Your product range is highly concentrated, only covered yarns. Why is that?
When Filix was founded in 1934, the firm chose to specialise in covered yarns, with or without stretch. Initially we produced our own elastic yarn. However, we stopped in the late 1950s, when LYCRA® fibre was invented because it clearly was a better quality elastane. Unlike many other firms, we have opted not to expand into spinning, texturing or weaving. And for a very simple reason: limiting our production to only covered yarns inspires us to achieve excellence!
How have you developed the firm?
We have expanded by moving into new markets. While clothing remains our chief focus, accounting for 70% of sales, we have branched out into medical (22%) and industrial end uses. We are constantly having to factor in new considerations and new types of yarn, ever growing our expertise
Would you say this specific focus is unique in Europe?
I wouldn't say it's unique, but it is rare. Competitors who only work in covered yarn are few and far between, and they are mostly much younger firms, and their experience is not as wide-ranging. In France at any rate, we boast the broadest palette of covered yarns.
So just how broad is your offer?
We produce about a thousand references each year and about 20 in our FC yarn range. We also produce yarn to order, something like 400-500 different yarns produced a month. Every year, we develop an average of 400 new covered yarns. Some 15% of these new products reach the market, gradually replacing existing ranges.
R&D is obviously a priority to bring these developments to market?
Yes indeed, R&D is a core department in the firm. Filix has a payroll of 186, with seven working only on R&D. They have a 2,000 sq.m workshop and machinery for their exclusive use.
What innovations are you the most proud of?
We were an early adopter and helped develop LYCRA® SOFT fiber, which launched in the late 1990s. Up until then, sock ribbing had always been achieved with rubber. However, after three or four washes, the rubber would deteriorate and lose its stretch, so the socks wouldn't hold up. The innovation the LYCRA® fibre R&D team came up with was to make elastane fibre with maximum stretch that was gentle without being too tight, and resistant over time, for better durability. This fibre also ensured greater comfort, being gentle on the wearer. We adopted this new technology straight away, and that decision was spot-on, since the vast majority of hosiery market players had followed suit within a couple of years.

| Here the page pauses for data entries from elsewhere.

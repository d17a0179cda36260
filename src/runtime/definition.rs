use serde::{Deserialize, Serialize};
use serde_json::Value;
use std::collections::{BTreeMap, HashMap};
use std::fmt;
use std::sync::Arc;

use crate::activities::Activity;
use crate::behaviors::TaskBehavior;
use crate::data::Attribute;
use crate::data::mapper::Mapper;

pub const DEFAULT_TASK_TYPE: &str = "basic";

#[derive(Debug, Clone, Copy, PartialEq, Eq, Hash, Serialize, Deserialize)]
#[serde(rename_all = "lowercase")]
pub enum LinkType {
    Dependency,
    Expression,
    Label,
    Error,
}

impl LinkType {
    pub fn from_code(code: u8) -> Option<Self> {
        match code {
            0 => Some(LinkType::Dependency),
            1 => Some(LinkType::Expression),
            2 => Some(LinkType::Label),
            3 => Some(LinkType::Error),
            _ => None,
        }
    }

    pub fn from_name(name: &str) -> Option<Self> {
        match name.to_ascii_lowercase().as_str() {
            "dependency" | "default" | "" => Some(LinkType::Dependency),
            "expression" | "expr" => Some(LinkType::Expression),
            "label" => Some(LinkType::Label),
            "error" => Some(LinkType::Error),
            _ => None,
        }
    }
}

/// Graph edge. `from`/`to` are ids of tasks in the same Definition.
#[derive(Debug, Clone, PartialEq)]
pub struct Link {
    pub id: String,
    pub link_type: LinkType,
    pub value: String,
    pub from: String,
    pub to: String,
    pub name: Option<String>,
    /// Closes a cycle; set by the compiler.
    pub loop_back: bool,
}

/// Graph node. Immutable once the owning Definition is built.
pub struct Task {
    pub id: String,
    pub type_tag: String,
    pub name: String,
    pub activity_ref: Option<String>,
    pub settings: HashMap<String, Value>,
    pub parent: Option<String>,
    pub children: Vec<String>,
    pub to_links: Vec<String>,
    pub from_links: Vec<String>,
    pub input_mapper: Option<Mapper>,
    pub output_mapper: Option<Mapper>,
    pub(crate) activity: Option<Arc<dyn Activity>>,
    pub(crate) behavior: Arc<dyn TaskBehavior>,
}

impl Task {
    pub fn activity(&self) -> Option<&Arc<dyn Activity>> {
        self.activity.as_ref()
    }

    pub fn behavior(&self) -> &Arc<dyn TaskBehavior> {
        &self.behavior
    }

    pub fn is_scope(&self) -> bool {
        !self.children.is_empty()
    }

    pub fn setting(&self, key: &str) -> Option<&Value> {
        self.settings.get(key)
    }
}

impl fmt::Debug for Task {
    fn fmt(&self, f: &mut fmt::Formatter<'_>) -> fmt::Result {
        f.debug_struct("Task")
            .field("id", &self.id)
            .field("type_tag", &self.type_tag)
            .field("activity_ref", &self.activity_ref)
            .field("parent", &self.parent)
            .field("children", &self.children)
            .field("to_links", &self.to_links)
            .field("from_links", &self.from_links)
            .finish()
    }
}

#[derive(Debug, Clone, Default)]
pub struct FlowMetadata {
    pub input: Vec<Attribute>,
    pub output: Vec<Attribute>,
}

/// Compiled, immutable task graph shared by every instance of a flow.
#[derive(Debug)]
pub struct Definition {
    pub name: String,
    pub model_id: String,
    pub explicit_reply: bool,
    pub metadata: FlowMetadata,
    pub attributes: HashMap<String, Attribute>,
    pub root_task: Arc<Task>,
    pub error_handler_task: Option<Arc<Task>>,
    pub tasks: BTreeMap<String, Arc<Task>>,
    pub links: BTreeMap<String, Arc<Link>>,
}

impl Definition {
    /// Looks up any task, including the root and error handler scopes.
    pub fn task(&self, id: &str) -> Option<&Arc<Task>> {
        if self.root_task.id == id {
            return Some(&self.root_task);
        }
        if let Some(handler) = &self.error_handler_task {
            if handler.id == id {
                return Some(handler);
            }
        }
        self.tasks.get(id)
    }

    pub fn link(&self, id: &str) -> Option<&Arc<Link>> {
        self.links.get(id)
    }

    pub fn to_links<'a>(&'a self, task: &'a Task) -> impl Iterator<Item = &'a Arc<Link>> + 'a {
        task.to_links.iter().filter_map(move |id| self.links.get(id))
    }

    pub fn from_links<'a>(&'a self, task: &'a Task) -> impl Iterator<Item = &'a Arc<Link>> + 'a {
        task.from_links.iter().filter_map(move |id| self.links.get(id))
    }

    /// Children of `scope` with no incoming links, in declaration order.
    pub fn leading_tasks<'a>(&'a self, scope: &'a Task) -> impl Iterator<Item = &'a Arc<Task>> + 'a {
        scope
            .children
            .iter()
            .filter_map(move |id| self.tasks.get(id))
            .filter(|task| task.from_links.is_empty())
    }

    /// True for the root and error handler scopes, whose completion is the
    /// flow's completion.
    pub fn is_top_level_scope(&self, id: &str) -> bool {
        self.root_task.id == id || self.error_handler_task.as_ref().is_some_and(|h| h.id == id)
    }
}
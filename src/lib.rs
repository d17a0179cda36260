//! Flow execution engine: compiles task graphs and steps their instances.

pub mod activities;
pub mod behaviors;
pub mod compiler;
pub mod config;
pub mod data;
pub mod dsl;
pub mod error;
pub mod runtime;
use evalexpr::{ContextWithMutableVariables, DefaultNumericTypes, HashMapContext, eval_with_context};
use serde_json::{Value, json};
use std::fmt::Debug;
use tracing::debug;

use crate::data::scope::Scope;
use crate::error::ResolveError;

/// Evaluates a reference against a scope. Resolution must be a pure function
/// of the scope and report failures as errors.
pub trait Resolver: Send + Sync + Debug {
    fn resolve(&self, reference: &str, scope: &dyn Scope) -> Result<Value, ResolveError>;
}

/// Default resolver.
///
/// `$name`, `${name}`, `$.name`, `$name.field`, `$name[0]` and `$name["key"]`
/// are plain lookups and may return any JSON value. Everything else is handed
/// to evalexpr after `$` references are rewritten to bare identifiers.
#[derive(Debug, Default, Clone)]
pub struct ExprResolver;

impl ExprResolver {
    pub fn new() -> Self {
        Self
    }

    fn eval_expression(&self, expr: &str, scope: &dyn Scope) -> Result<Value, ResolveError> {
        let rewritten = strip_references(expr);
        let mut eval_ctx = HashMapContext::<DefaultNumericTypes>::new();
        for name in scope.attr_names() {
            if let Some(attr) = scope.get_attr(&name) {
                expose(&mut eval_ctx, name, &attr.value);
            }
        }

        let result = eval_with_context(&rewritten, &eval_ctx).map_err(|e| ResolveError::Expression {
            expr: expr.to_string(),
            message: e.to_string(),
        })?;
        Ok(from_eval(result))
    }
}

impl Resolver for ExprResolver {
    fn resolve(&self, reference: &str, scope: &dyn Scope) -> Result<Value, ResolveError> {
        let reference = reference.trim();
        match PathRef::parse(reference) {
            Some(path) => path.lookup(scope),
            None => self.eval_expression(reference, scope),
        }
    }
}

fn expose(ctx: &mut HashMapContext<DefaultNumericTypes>, name: String, value: &Value) {
    if let Value::Object(map) = value {
        for (k, v) in map {
            expose(ctx, format!("{}.{}", name, k), v);
        }
        return;
    }
    if let Some(ev) = to_eval(value) {
        if let Err(e) = ctx.set_value(name.clone(), ev) {
            debug!(attr = %name, error = %e, "Attribute not exposed to expression");
        }
    }
}

fn to_eval(value: &Value) -> Option<evalexpr::Value> {
    match value {
        Value::String(s) => Some(evalexpr::Value::String(s.clone())),
        Value::Number(n) => {
            if let Some(i) = n.as_i64() {
                Some(evalexpr::Value::Int(i))
            } else {
                n.as_f64().map(evalexpr::Value::Float)
            }
        }
        Value::Bool(b) => Some(evalexpr::Value::Boolean(*b)),
        Value::Null => Some(evalexpr::Value::Empty),
        Value::Array(items) => items
            .iter()
            .map(to_eval)
            .collect::<Option<Vec<_>>>()
            .map(evalexpr::Value::Tuple),
        Value::Object(_) => None,
    }
}

fn from_eval(value: evalexpr::Value) -> Value {
    match value {
        evalexpr::Value::String(s) => Value::String(s),
        evalexpr::Value::Int(i) => json!(i),
        evalexpr::Value::Float(f) => json!(f),
        evalexpr::Value::Boolean(b) => Value::Bool(b),
        evalexpr::Value::Tuple(items) => Value::Array(items.into_iter().map(from_eval).collect()),
        _ => Value::Null,
    }
}

/// Rewrites `${a}`, `$.a` and `$a` to `a`, leaving string literals alone.
fn strip_references(expr: &str) -> String {
    let mut out = String::with_capacity(expr.len());
    let mut chars = expr.chars().peekable();
    let mut quote: Option<char> = None;

    while let Some(c) = chars.next() {
        if let Some(q) = quote {
            out.push(c);
            if c == '\\' {
                if let Some(escaped) = chars.next() {
                    out.push(escaped);
                }
            } else if c == q {
                quote = None;
            }
            continue;
        }
        match c {
            '"' => {
                quote = Some(c);
                out.push(c);
            }
            '$' => match chars.peek() {
                Some('{') => {
                    chars.next();
                    for inner in chars.by_ref() {
                        if inner == '}' {
                            break;
                        }
                        out.push(inner);
                    }
                }
                Some('.') => {
                    chars.next();
                }
                _ => {}
            },
            _ => out.push(c),
        }
    }
    out
}

#[derive(Debug, Clone, PartialEq)]
enum Segment {
    Field(String),
    Index(usize),
}

/// A plain attribute lookup such as `$order.items[0].sku`.
#[derive(Debug, Clone, PartialEq)]
struct PathRef {
    root: String,
    segments: Vec<Segment>,
}

fn is_ident_char(c: char) -> bool {
    c.is_ascii_alphanumeric() || c == '_'
}

impl PathRef {
    fn parse(reference: &str) -> Option<Self> {
        let body = if let Some(inner) = reference.strip_prefix("${") {
            inner.strip_suffix('}')?
        } else if let Some(inner) = reference.strip_prefix("$.") {
            inner
        } else {
            reference.strip_prefix('$')?
        };

        let chars: Vec<char> = body.chars().collect();
        let mut pos = 0;
        let root = read_ident(&chars, &mut pos)?;
        let mut segments = Vec::new();

        while pos < chars.len() {
            match chars[pos] {
                '.' => {
                    pos += 1;
                    segments.push(Segment::Field(read_ident(&chars, &mut pos)?));
                }
                '[' => {
                    pos += 1;
                    let close = chars[pos..].iter().position(|c| *c == ']')? + pos;
                    let inner: String = chars[pos..close].iter().collect();
                    let inner = inner.trim();
                    let segment = if let Ok(idx) = inner.parse::<usize>() {
                        Segment::Index(idx)
                    } else if inner.len() >= 2
                        && ((inner.starts_with('"') && inner.ends_with('"'))
                            || (inner.starts_with('\'') && inner.ends_with('\'')))
                    {
                        Segment::Field(inner[1..inner.len() - 1].to_string())
                    } else if !inner.is_empty() && inner.chars().all(is_ident_char) {
                        Segment::Field(inner.to_string())
                    } else {
                        return None;
                    };
                    segments.push(segment);
                    pos = close + 1;
                }
                _ => return None,
            }
        }

        Some(Self { root, segments })
    }

    fn lookup(&self, scope: &dyn Scope) -> Result<Value, ResolveError> {
        let attr = scope
            .get_attr(&self.root)
            .ok_or_else(|| ResolveError::Unresolved(self.root.clone()))?;

        let mut current = &attr.value;
        for segment in &self.segments {
            let next = match (segment, current) {
                (Segment::Field(name), Value::Object(map)) => map.get(name),
                (Segment::Index(idx), Value::Array(items)) => items.get(*idx),
                (Segment::Index(idx), Value::Object(map)) => map.get(&idx.to_string()),
                _ => None,
            };
            current = next.ok_or_else(|| ResolveError::InvalidPath(self.render()))?;
        }
        Ok(current.clone())
    }

    fn render(&self) -> String {
        let mut out = format!("${}", self.root);
        for segment in &self.segments {
            match segment {
                Segment::Field(name) => {
                    out.push('.');
                    out.push_str(name);
                }
                Segment::Index(idx) => out.push_str(&format!("[{}]", idx)),
            }
        }
        out
    }
}

fn read_ident(chars: &[char], pos: &mut usize) -> Option<String> {
    let start = *pos;
    while *pos < chars.len() && is_ident_char(chars[*pos]) {
        *pos += 1;
    }
    if *pos == start {
        None
    } else {
        Some(chars[start..*pos].iter().collect())
    }
}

More recently, five years ago, we likewise pioneered the use of LYCRA® FUSION™ technology, which prevented hosiery from laddering. Yet again, we collaborated closely with INVISTA on this development which required a certain degree of complexity in yarn coverings. This too was a runaway success, and is still going strong. Nowadays we sell five different covered yarns achieved with LYCRA® FUSION™ technology, with various yarn counts and sheens.
Which materials do you use most?
Polyamide remains the most popular of our yarns. However, over the past 15 years we have been developing a range of complex yarns we have called FC. The idea is to mix three yarns: LYCRA® fibre, polyamide and a natural or cellulose fibre, so that we can achieve multi-component yarns with new aspects. We started off with mixes of cotton, LYCRA® fibre and polyamide, and now we have expanded into wool, MicroModal, micro-acrylic, Cupro, and as of this year, flax. This FC range now comprises some 20 different yarns, some of which have become best sellers.

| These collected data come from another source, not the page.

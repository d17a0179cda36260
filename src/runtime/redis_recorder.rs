use anyhow::Result;
use async_trait::async_trait;
use redis::AsyncCommands;
use uuid::Uuid;

use crate::runtime::instance::Instance;
use crate::runtime::recorder::{StateRecorder, StepRecord};

/// Records snapshots as JSON strings and steps as a JSON list per instance.
pub struct RedisStateRecorder {
    client: redis::Client,
    prefix: String,
}

impl RedisStateRecorder {
    pub fn new(client: redis::Client) -> Self {
        Self {
            client,
            prefix: "flowgate".to_string(),
        }
    }

    pub fn with_prefix(client: redis::Client, prefix: &str) -> Self {
        Self {
            client,
            prefix: prefix.to_string(),
        }
    }

    fn snapshot_key(&self, instance_id: Uuid) -> String {
        format!("{}:inst:{}:snapshot", self.prefix, instance_id)
    }

    fn steps_key(&self, instance_id: Uuid) -> String {
        format!("{}:inst:{}:steps", self.prefix, instance_id)
    }

    /// Latest recorded snapshot, for resuming or restarting an instance.
    pub async fn load_snapshot(&self, instance_id: Uuid) -> Result<Option<Instance>> {
        let mut conn = self.client.get_multiplexed_async_connection().await?;
        let raw: Option<String> = conn.get(self.snapshot_key(instance_id)).await?;
        match raw {
            Some(s) => Ok(Some(serde_json::from_str(&s)?)),
            None => Ok(None),
        }
    }

    pub async fn load_steps(&self, instance_id: Uuid) -> Result<Vec<StepRecord>> {
        let mut conn = self.client.get_multiplexed_async_connection().await?;
        let raw: Vec<String> = conn.lrange(self.steps_key(instance_id), 0, -1).await?;
        let mut steps = Vec::with_capacity(raw.len());
        for s in raw {
            steps.push(serde_json::from_str(&s)?);
        }
        Ok(steps)
    }
}

#[async_trait]
impl StateRecorder for RedisStateRecorder {
    async fn record_snapshot(&self, instance: &Instance) -> Result<()> {
        let mut conn = self.client.get_multiplexed_async_connection().await?;
        let serialized = serde_json::to_string(instance)?;
        let _: () = conn.set(self.snapshot_key(instance.id), serialized).await?;
        Ok(())
    }

    async fn record_step(&self, step: &StepRecord) -> Result<()> {
        let mut conn = self.client.get_multiplexed_async_connection().await?;
        let serialized = serde_json::to_string(step)?;
        let _: () = conn.rpush(self.steps_key(step.instance_id), serialized).await?;
        Ok(())
    }
}
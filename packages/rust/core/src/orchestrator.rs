//! End-to-end import run: list → stage (per item) → batched upload → report.
//!
//! One invocation walks the filtered article list in source order, staging
//! each item and buffering the resulting tasks. Buffered tasks are flushed
//! to the upload queue in batches; each flush waits on the queue's drain
//! barrier before iteration resumes, which bounds both upload concurrency
//! and the number of staged-but-not-uploaded files. The run's failure
//! tracker is consulted before every item; a tripped breaker ends the run
//! with the soft `Aborted` status, while a listing failure escapes as a
//! hard error.

use std::path::PathBuf;
use std::sync::{Arc, Mutex};
use std::time::Instant;

use serde::Serialize;
use tracing::{debug, info, instrument, warn};

use helpsync_shared::{
    AppConfig, HelpsyncError, Result, RunId, RunParams, RunReport, RunStatus,
};
use helpsync_source::{ArticleSource, RecencyWindow};
use helpsync_upload::DocumentSink;

use crate::pacer::Pacer;
use crate::queue::UploadQueue;
use crate::run_state::RunState;
use crate::staging::{StageOutcome, StagingWriter, UploadTask};

// ---------------------------------------------------------------------------
// ImportConfig
// ---------------------------------------------------------------------------

/// Runtime pipeline configuration, merged from the app config.
#[derive(Debug, Clone)]
pub struct ImportConfig {
    /// Root under which each run stages into its own subdirectory.
    pub staging_root: PathBuf,
    /// Consecutive failures before the run aborts.
    pub max_failures: u32,
    /// Tasks flushed to the upload queue at once.
    pub batch_size: usize,
    /// Concurrent upload workers.
    pub upload_concurrency: usize,
    /// Keep staged files after upload.
    pub retain_docs: bool,
    /// Log full error detail for per-item failures.
    pub debug: bool,
    /// Pacing delays.
    pub pacer: Pacer,
}

impl From<&AppConfig> for ImportConfig {
    fn from(config: &AppConfig) -> Self {
        Self {
            staging_root: PathBuf::from(&config.pipeline.staging_dir),
            max_failures: config.pipeline.max_failures,
            batch_size: config.pipeline.batch_size.max(1),
            upload_concurrency: config.pipeline.upload_concurrency.max(1),
            retain_docs: config.pipeline.retain_docs,
            debug: config.pipeline.debug,
            pacer: Pacer::from(&config.pacing),
        }
    }
}

// ---------------------------------------------------------------------------
// Progress reporting
// ---------------------------------------------------------------------------

/// Progress callback for reporting run status to a trigger surface.
pub trait ProgressReporter: Send + Sync {
    /// Called when entering a new phase.
    fn phase(&self, name: &str);
    /// Called before each reference is processed.
    fn item(&self, current: usize, total: usize, url: &str);
    /// Called once with the terminal report.
    fn done(&self, report: &RunReport);
}

/// No-op progress reporter for headless/test usage.
pub struct SilentProgress;

impl ProgressReporter for SilentProgress {
    fn phase(&self, _name: &str) {}
    fn item(&self, _current: usize, _total: usize, _url: &str) {}
    fn done(&self, _report: &RunReport) {}
}

/// Point-in-time view of a running import, for fire-and-forget surfaces
/// that acknowledge immediately and expose progress via a poll endpoint.
#[derive(Debug, Clone, Default, Serialize)]
pub struct ProgressSnapshot {
    /// Current phase label.
    pub phase: String,
    /// References processed so far.
    pub current: usize,
    /// Total references discovered.
    pub total: usize,
    /// Terminal status, once the run has finished.
    pub status: Option<RunStatus>,
}

/// Shared, thread-safe progress cell. Implements [`ProgressReporter`] so
/// the orchestrator can write into it while a trigger surface polls
/// [`RunProgress::snapshot`].
#[derive(Debug, Default)]
pub struct RunProgress {
    inner: Mutex<ProgressSnapshot>,
}

impl RunProgress {
    pub fn snapshot(&self) -> ProgressSnapshot {
        self.inner.lock().expect("progress lock poisoned").clone()
    }
}
//! Fixed pacing delays between pipeline steps.
//!
//! The help-center and the ingestion API are both shared infrastructure;
//! the pacer spaces our requests out so a large run stays polite.

use std::time::Duration;

use helpsync_shared::config::PacingConfig;

/// Fixed delays applied at the pipeline's throttle points.
#[derive(Debug, Clone, Copy)]
pub struct Pacer {
    item_delay: Duration,
    drain_delay: Duration,
    settle_delay: Duration,
}

impl Pacer {
    /// Pacer with all delays disabled (tests, local rehearsals).
    pub fn none() -> Self {
        Self {
            item_delay: Duration::ZERO,
            drain_delay: Duration::ZERO,
            settle_delay: Duration::ZERO,
        }
    }

    /// Delay between reference-processing steps.
    pub async fn between_items(&self) {
        sleep_nonzero(self.item_delay).await;
    }

    /// Delay after a batch drain, before iteration resumes.
    pub async fn after_drain(&self) {
        sleep_nonzero(self.drain_delay).await;
    }

    /// Settle delay after writing a staging artifact.
    pub async fn after_write(&self) {
        sleep_nonzero(self.settle_delay).await;
    }
}

impl From<&PacingConfig> for Pacer {
    fn from(config: &PacingConfig) -> Self {
        Self {
            item_delay: Duration::from_millis(config.item_delay_ms),
            drain_delay: Duration::from_millis(config.drain_delay_ms),
            settle_delay: Duration::from_millis(config.settle_delay_ms),
        }
    }
}

async fn sleep_nonzero(delay: Duration) {
    if !delay.is_zero() {
        tokio::time::sleep(delay).await;
    }
}

#[cfg(test)]
mod tests {
    use super::*;

    #[tokio::test(start_paused = true)]
    async fn delays_follow_the_config() {
        let pacer = Pacer::from(&PacingConfig {
            item_delay_ms: 500,
            drain_delay_ms: 2000,
            settle_delay_ms: 0,
        });

        let start = tokio::time::Instant::now();
        pacer.between_items().await;
        assert!(start.elapsed() >= Duration::from_millis(500));

        let start = tokio::time::Instant::now();
        pacer.after_drain().await;
        assert!(start.elapsed() >= Duration::from_millis(2000));

        // Zero delay never touches the timer.
        let start = tokio::time::Instant::now();
        pacer.after_write().await;
        assert_eq!(start.elapsed(), Duration::ZERO);
    }

    #[tokio::test]
    async fn none_is_immediate() {
        let pacer = Pacer::none();
        pacer.between_items().await;
        pacer.after_drain().await;
        pacer.after_write().await;
    }
}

You have an international footing; have you noticed any striking disparities in market needs across the globe?
There are a few specifics in terms of demand. In Europe, comfort is the overriding selling point, and we mainly use LYCRA® yarn with fine yarn counts, 17 or 22. In China and South Korea, though, shaping is the all-essential feature, so LYCRA® yarn with a yarn count of 40 is more popular. In the US, we get orders for sophisticated yarn in the sports market; it's a cutting-edge offer. Whereas for hosiery, it's much more basic, barely corresponding to what you'd find in a supermarket in France.
What are your main priorities for the future?
We are striving to maintain our benchmark position for covered yarns, keeping well ahead of the competition in terms of innovation. To do so, we are counting on developments in R&D, working in close collaboration with our suppliers, and especially with LYCRA® fibre teams. Our second lead for development is to invest ever more in technical niches, in order to expand into new markets and let all our clients benefit from our ongoing development towards an ever better command of technical sophistication.